Josephus (Ant. xiv. 3. § 2) relates, that Pompey marching south from his winter quarters, probably at or near Antioch, razed the fortress of Apamea in 64 BCE whence the city was annexed to the Roman Republic. In the revolt of Syria under Q. Caecilius Bassus, it held out against Julius Caesar for three years till the arrival of Cassius, 46 BCE. (Dio Cassius xlvii. 26–28; Joseph. The War of the Jews i. 10. § 10.) On the outbreak of the Jewish War, the inhabitants of Apamea spared the Jews who lived in their midst, and would not suffer them to be murdered or led into captivity (Josephus, The War of the Jews ii. 18, § 5). Destroyed by Chosroes I in the 7th century it was partially rebuilt and known in Arabic as Famia or Fâmieh; and destroyed by an earthquake in 1152. In the Crusades it was still a flourishing and important place and was occupied by Tancred. (Wilken, Gesch. der Ks. vol. ii. p. 474; Abulfeda, Tab. Syr. pp. 114, 157.)
The acropolis hill is now occupied by the ruins called Kalat el-Mudik (Kŭlat el-Mudîk). The ruins of a highly ornamental character, and of an enormous extent, are still standing, the remains, probably, of the temples of which Sozomen speaks (vii. 15); part of the town is enclosed in an ancient castle situated on a hill; the remainder is to be found in the plain. In the adjacent lake are the celebrated black fish, the source of much wealth.

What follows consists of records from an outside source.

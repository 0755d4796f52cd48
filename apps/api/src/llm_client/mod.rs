/// LLM Client: the single point of entry for all chat-completion calls.
///
/// ARCHITECTURAL RULE: No other module may call the provider API directly.
/// All LLM interactions go through the `ChatModel` trait defined here.
///
/// Providers are OpenAI-compatible (`/chat/completions`); switching between
/// Groq, OpenRouter and friends is a base URL + model string change.
use std::time::Duration;

use async_trait::async_trait;
use reqwest::Client;
use serde::{de::DeserializeOwned, Deserialize, Serialize};
use thiserror::Error;
use tracing::{debug, warn};

use crate::config::{Config, ModelConfig};

pub mod extract;
pub mod prompts;

const MAX_ATTEMPTS: u32 = 3;
const REQUEST_TIMEOUT_SECS: u64 = 120;
const RETRY_BASE_DELAY: Duration = Duration::from_millis(1000);

#[derive(Debug, Error)]
pub enum LlmError {
    #[error("HTTP error: {0}")]
    Http(#[from] reqwest::Error),

    #[error("API error (status {status}): {message}")]
    Api { status: u16, message: String },

    #[error("JSON parse error: {0}")]
    Parse(#[from] serde_json::Error),

    #[error("Rate limited after {retries} attempts")]
    RateLimited { retries: u32 },

    #[error("LLM returned empty content")]
    EmptyContent,

    #[error("LLM API key is not configured")]
    MissingApiKey,
}

/// Which kind of work a call performs. Selects the model.
#[derive(Debug, Clone, Copy, PartialEq, Eq)]
pub enum LlmTask {
    Chat,
    Planning,
    Simulation,
}

impl LlmTask {
    pub fn model<'a>(&self, models: &'a ModelConfig) -> &'a str {
        match self {
            LlmTask::Chat => &models.chat,
            LlmTask::Planning => &models.planning,
            LlmTask::Simulation => &models.simulation,
        }
    }
}

#[derive(Debug, Clone, Copy, PartialEq, Eq, Serialize, Deserialize)]
#[serde(rename_all = "lowercase")]
pub enum Role {
    System,
    User,
    Assistant,
}

#[derive(Debug, Clone, PartialEq, Serialize, Deserialize)]
pub struct ChatMessage {
    pub role: Role,
    pub content: String,
}

impl ChatMessage {
    pub fn system(content: impl Into<String>) -> Self {
        Self {
            role: Role::System,
            content: content.into(),
        }
    }

    pub fn user(content: impl Into<String>) -> Self {
        Self {
            role: Role::User,
            content: content.into(),
        }
    }
}

/// Seam between the pipelines and the provider. `LlmClient` is the production
/// implementation; tests substitute a scripted model.
#[async_trait]
pub trait ChatModel: Send + Sync {
    /// Returns the text of the first completion choice.
    async fn complete(&self, task: LlmTask, messages: &[ChatMessage]) -> Result<String, LlmError>;

    /// Whether credentials are present. Checked before a pipeline writes anything.
    fn is_configured(&self) -> bool {
        true
    }
}

/// Fails fast with `MissingApiKey` so no pipeline step runs without credentials.
pub fn ensure_configured(llm: &dyn ChatModel) -> Result<(), LlmError> {
    if llm.is_configured() {
        Ok(())
    } else {
        Err(LlmError::MissingApiKey)
    }
}

/// Calls the model and deserializes its reply as JSON after stripping code fences.
/// The prompt must instruct the model to return valid JSON.
pub async fn complete_json<T: DeserializeOwned>(
    llm: &dyn ChatModel,
    task: LlmTask,
    messages: &[ChatMessage],
) -> Result<T, LlmError> {
    let text = llm.complete(task, messages).await?;
    serde_json::from_str(extract::strip_json_fences(&text)).map_err(LlmError::Parse)
}

#[derive(Debug, Serialize)]
struct CompletionRequest<'a> {
    model: &'a str,
    messages: &'a [ChatMessage],
    temperature: f32,
}

#[derive(Debug, Deserialize)]
pub struct CompletionResponse {
    #[serde(default)]
    pub choices: Vec<Choice>,
    pub usage: Option<Usage>,
}

#[derive(Debug, Deserialize)]
pub struct Choice {
    pub message: ChoiceMessage,
}

#[derive(Debug, Deserialize)]
pub struct ChoiceMessage {
    pub content: Option<String>,
}

#[derive(Debug, Deserialize)]
pub struct Usage {
    pub prompt_tokens: u32,
    pub completion_tokens: u32,
}

impl CompletionResponse {
    /// Extracts the content of the first choice, if it is non-blank.
    pub fn text(&self) -> Option<&str> {
        self.choices
            .first()
            .and_then(|c| c.message.content.as_deref())
            .filter(|t| !t.trim().is_empty())
    }
}

#[derive(Debug, Deserialize)]
struct ProviderError {
    error: ProviderErrorBody,
}

#[derive(Debug, Deserialize)]
struct ProviderErrorBody {
    message: String,
}

/// The single LLM client used by all services.
/// Wraps an OpenAI-compatible chat-completions API with retry on rate limiting.
#[derive(Clone)]
pub struct LlmClient {
    client: Client,
    api_key: Option<String>,
    base_url: String,
    models: ModelConfig,
    temperature: f32,
    retry_base_delay: Duration,
}

impl LlmClient {
    pub fn new(config: &Config) -> Result<Self, LlmError> {
        Ok(Self {
            client: Client::builder()
                .timeout(Duration::from_secs(REQUEST_TIMEOUT_SECS))
                .build()?,
            api_key: config.llm_api_key.clone(),
            base_url: config.llm_base_url.trim_end_matches('/').to_string(),
            models: config.models.clone(),
            temperature: config.llm_temperature,
            retry_base_delay: RETRY_BASE_DELAY,
        })
    }

    #[cfg(test)]
    fn with_retry_base_delay(mut self, delay: Duration) -> Self {
        self.retry_base_delay = delay;
        self
    }

    pub fn models(&self) -> &ModelConfig {
        &self.models
    }

    fn endpoint(&self) -> String {
        format!("{}/chat/completions", self.base_url)
    }

    /// Delay before retry number `attempt` (1-based): base, then 2x base.
    fn backoff_delay(&self, attempt: u32) -> Duration {
        self.retry_base_delay * (1 << (attempt - 1))
    }

    /// Makes a raw call to the provider, returning the full response object.
    /// Retries on 429 (rate limit) with exponential backoff; every other failure is final.
    pub async fn call(
        &self,
        task: LlmTask,
        messages: &[ChatMessage],
    ) -> Result<CompletionResponse, LlmError> {
        let api_key = self.api_key.as_deref().ok_or(LlmError::MissingApiKey)?;
        let model = task.model(&self.models);

        let request_body = CompletionRequest {
            model,
            messages,
            temperature: self.temperature,
        };

        for attempt in 0..MAX_ATTEMPTS {
            if attempt > 0 {
                let delay = self.backoff_delay(attempt);
                warn!(
                    "LLM rate limited on attempt {}, retrying after {}ms...",
                    attempt,
                    delay.as_millis()
                );
                tokio::time::sleep(delay).await;
            }

            let response = self
                .client
                .post(self.endpoint())
                .bearer_auth(api_key)
                .json(&request_body)
                .send()
                .await?;

            let status = response.status();

            if status.as_u16() == 429 {
                let body = response.text().await.unwrap_or_default();
                warn!("LLM API returned {}: {}", status, body);
                continue;
            }

            if !status.is_success() {
                let body = response.text().await.unwrap_or_default();
                let message = serde_json::from_str::<ProviderError>(&body)
                    .map(|e| e.error.message)
                    .unwrap_or(body);
                return Err(LlmError::Api {
                    status: status.as_u16(),
                    message,
                });
            }

            let completion: CompletionResponse = response.json().await?;

            if let Some(usage) = &completion.usage {
                debug!(
                    "LLM call succeeded: model={}, prompt_tokens={}, completion_tokens={}",
                    model, usage.prompt_tokens, usage.completion_tokens
                );
            }

            return Ok(completion);
        }

        Err(LlmError::RateLimited {
            retries: MAX_ATTEMPTS,
        })
    }
}

#[async_trait]
impl ChatModel for LlmClient {
    async fn complete(&self, task: LlmTask, messages: &[ChatMessage]) -> Result<String, LlmError> {
        let response = self.call(task, messages).await?;
        response
            .text()
            .map(str::to_string)
            .ok_or(LlmError::EmptyContent)
    }

    fn is_configured(&self) -> bool {
        self.api_key.is_some()
    }
}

Both the Jerusalem Targumim considered the city of Shepham (Num. xxxiv. 11) to be identical with Apamea. Since Apamea virtually belonged to Rabbinic Palestine, the first-fruits brought by Ariston from that town were accepted for sacrifice in Jerusalem (Mishnah Ḥal. iv. 11). Apamea remains a titular see of the Roman Catholic Church, Apamenus in Syria; the seat has been vacant since the death of the last bishop in 1974.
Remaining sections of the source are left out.